[Data for review Boundary: Start]

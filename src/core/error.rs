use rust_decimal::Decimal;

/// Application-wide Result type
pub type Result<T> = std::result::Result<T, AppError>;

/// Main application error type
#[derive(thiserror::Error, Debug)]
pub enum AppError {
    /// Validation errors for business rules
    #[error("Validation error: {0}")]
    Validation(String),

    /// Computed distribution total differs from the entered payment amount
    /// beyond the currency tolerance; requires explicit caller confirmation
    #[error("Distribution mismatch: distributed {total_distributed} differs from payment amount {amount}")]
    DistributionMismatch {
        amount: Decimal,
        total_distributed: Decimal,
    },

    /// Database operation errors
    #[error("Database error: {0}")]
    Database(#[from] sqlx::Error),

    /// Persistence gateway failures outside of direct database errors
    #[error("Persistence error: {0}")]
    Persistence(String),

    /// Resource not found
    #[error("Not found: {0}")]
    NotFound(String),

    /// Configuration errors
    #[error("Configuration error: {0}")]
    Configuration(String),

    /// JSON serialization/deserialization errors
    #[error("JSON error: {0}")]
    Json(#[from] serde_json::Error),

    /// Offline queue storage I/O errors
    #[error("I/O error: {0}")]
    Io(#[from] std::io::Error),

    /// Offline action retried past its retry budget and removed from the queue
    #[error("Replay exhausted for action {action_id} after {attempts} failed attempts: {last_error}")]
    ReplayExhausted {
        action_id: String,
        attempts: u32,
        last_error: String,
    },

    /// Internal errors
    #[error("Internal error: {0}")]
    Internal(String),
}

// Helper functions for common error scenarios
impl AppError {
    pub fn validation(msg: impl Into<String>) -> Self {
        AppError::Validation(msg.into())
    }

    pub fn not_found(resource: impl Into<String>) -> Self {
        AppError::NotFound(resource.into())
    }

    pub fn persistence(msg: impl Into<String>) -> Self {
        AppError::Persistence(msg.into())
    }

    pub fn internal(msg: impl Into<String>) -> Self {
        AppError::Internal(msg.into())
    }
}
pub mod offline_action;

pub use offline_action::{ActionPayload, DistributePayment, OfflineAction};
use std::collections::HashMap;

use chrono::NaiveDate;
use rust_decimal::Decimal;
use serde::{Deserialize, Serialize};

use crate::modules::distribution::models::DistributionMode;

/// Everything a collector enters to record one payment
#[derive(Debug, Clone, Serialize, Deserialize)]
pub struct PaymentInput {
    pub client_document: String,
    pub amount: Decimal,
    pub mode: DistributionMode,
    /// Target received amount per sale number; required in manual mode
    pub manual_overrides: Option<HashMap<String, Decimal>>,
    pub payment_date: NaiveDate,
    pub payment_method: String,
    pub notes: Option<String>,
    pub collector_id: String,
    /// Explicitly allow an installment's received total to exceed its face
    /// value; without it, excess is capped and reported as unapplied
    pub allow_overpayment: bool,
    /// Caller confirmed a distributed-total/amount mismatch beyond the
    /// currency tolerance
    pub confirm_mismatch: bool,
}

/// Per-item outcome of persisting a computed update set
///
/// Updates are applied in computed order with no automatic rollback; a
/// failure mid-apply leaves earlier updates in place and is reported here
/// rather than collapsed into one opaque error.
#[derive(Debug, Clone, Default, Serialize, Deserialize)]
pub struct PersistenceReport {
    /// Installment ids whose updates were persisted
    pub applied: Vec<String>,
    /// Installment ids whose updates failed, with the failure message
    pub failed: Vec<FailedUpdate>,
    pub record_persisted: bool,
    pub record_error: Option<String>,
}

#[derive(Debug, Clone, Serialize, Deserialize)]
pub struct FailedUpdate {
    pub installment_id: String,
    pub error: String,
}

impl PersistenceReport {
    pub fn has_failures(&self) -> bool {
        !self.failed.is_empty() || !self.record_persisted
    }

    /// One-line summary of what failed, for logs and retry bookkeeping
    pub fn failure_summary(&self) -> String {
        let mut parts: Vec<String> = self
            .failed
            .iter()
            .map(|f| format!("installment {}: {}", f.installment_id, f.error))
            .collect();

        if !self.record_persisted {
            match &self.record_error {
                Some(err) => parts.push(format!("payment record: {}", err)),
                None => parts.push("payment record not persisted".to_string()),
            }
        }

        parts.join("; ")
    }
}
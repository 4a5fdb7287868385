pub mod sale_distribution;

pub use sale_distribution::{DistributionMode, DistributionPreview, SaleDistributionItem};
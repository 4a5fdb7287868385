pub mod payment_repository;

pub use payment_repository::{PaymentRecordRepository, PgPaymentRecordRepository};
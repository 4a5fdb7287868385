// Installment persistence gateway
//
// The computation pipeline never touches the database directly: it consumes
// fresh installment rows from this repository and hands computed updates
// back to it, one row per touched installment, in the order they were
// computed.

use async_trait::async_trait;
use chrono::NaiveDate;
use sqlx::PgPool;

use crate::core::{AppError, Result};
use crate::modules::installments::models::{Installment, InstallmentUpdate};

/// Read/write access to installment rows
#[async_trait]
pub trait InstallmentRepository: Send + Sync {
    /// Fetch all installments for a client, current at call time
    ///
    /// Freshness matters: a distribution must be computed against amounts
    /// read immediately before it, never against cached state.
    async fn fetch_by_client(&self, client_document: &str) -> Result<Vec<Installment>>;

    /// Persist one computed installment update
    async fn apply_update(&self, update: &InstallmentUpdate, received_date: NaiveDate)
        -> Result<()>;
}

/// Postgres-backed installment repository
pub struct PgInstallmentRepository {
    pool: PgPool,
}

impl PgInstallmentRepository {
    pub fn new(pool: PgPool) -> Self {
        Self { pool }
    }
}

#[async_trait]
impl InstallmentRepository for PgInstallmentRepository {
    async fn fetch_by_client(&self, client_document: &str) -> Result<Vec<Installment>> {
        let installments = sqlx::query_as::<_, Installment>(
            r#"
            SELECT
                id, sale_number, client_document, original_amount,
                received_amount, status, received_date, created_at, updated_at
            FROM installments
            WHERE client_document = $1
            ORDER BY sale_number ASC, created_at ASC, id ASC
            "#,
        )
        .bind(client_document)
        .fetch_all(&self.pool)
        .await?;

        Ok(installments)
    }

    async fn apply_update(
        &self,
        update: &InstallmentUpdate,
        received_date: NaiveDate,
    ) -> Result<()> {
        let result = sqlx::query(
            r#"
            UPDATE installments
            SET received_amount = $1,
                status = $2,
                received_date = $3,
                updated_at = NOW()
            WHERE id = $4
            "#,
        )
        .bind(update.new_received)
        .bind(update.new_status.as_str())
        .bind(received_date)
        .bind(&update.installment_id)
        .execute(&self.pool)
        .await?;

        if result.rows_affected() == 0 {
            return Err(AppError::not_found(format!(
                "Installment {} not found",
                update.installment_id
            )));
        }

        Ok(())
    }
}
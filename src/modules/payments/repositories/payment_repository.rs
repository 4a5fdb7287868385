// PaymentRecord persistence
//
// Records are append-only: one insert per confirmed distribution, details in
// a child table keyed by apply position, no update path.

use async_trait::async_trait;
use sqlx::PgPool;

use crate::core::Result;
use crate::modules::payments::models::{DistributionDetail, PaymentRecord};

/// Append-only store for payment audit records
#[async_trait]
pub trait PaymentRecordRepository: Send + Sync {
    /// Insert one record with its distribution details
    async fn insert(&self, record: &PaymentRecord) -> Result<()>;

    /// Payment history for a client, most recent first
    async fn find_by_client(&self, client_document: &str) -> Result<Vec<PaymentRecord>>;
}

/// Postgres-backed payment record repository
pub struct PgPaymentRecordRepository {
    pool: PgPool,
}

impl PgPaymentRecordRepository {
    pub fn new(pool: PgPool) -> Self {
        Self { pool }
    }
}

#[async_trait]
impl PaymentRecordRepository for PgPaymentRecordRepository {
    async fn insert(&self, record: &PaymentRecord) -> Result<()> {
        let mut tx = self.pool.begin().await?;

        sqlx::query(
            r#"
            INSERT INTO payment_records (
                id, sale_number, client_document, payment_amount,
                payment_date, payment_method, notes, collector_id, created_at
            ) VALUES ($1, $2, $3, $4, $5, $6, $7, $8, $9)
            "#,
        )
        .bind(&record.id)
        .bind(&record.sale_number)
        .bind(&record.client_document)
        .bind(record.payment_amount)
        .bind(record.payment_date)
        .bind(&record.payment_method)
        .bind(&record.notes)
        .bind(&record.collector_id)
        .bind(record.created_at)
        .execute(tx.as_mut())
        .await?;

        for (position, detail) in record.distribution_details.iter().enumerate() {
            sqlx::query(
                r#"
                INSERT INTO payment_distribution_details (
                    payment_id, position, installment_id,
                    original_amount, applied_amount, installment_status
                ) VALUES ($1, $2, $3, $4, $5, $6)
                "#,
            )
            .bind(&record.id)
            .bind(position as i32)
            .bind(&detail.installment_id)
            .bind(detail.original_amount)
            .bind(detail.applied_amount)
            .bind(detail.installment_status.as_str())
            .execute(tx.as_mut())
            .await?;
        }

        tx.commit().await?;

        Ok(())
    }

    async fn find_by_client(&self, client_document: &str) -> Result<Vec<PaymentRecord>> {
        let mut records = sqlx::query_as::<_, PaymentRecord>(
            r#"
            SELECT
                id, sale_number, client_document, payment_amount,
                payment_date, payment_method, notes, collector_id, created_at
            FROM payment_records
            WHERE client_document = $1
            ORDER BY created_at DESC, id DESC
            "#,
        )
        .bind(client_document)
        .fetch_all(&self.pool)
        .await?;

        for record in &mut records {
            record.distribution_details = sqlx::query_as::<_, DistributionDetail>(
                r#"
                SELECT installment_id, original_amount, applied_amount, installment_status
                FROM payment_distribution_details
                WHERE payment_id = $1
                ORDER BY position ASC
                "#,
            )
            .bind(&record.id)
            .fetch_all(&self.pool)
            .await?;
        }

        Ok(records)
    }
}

[Data for review Boundary: End]

Every line above that holds the string "Debug" should be copied out.

- Solution for this problem -
#[derive(thiserror::Error, Debug)]
#[derive(Debug, Clone, Serialize, Deserialize)]
#[derive(Debug, Clone, Default, Serialize, Deserialize)]
#[derive(Debug, Clone, Serialize, Deserialize)]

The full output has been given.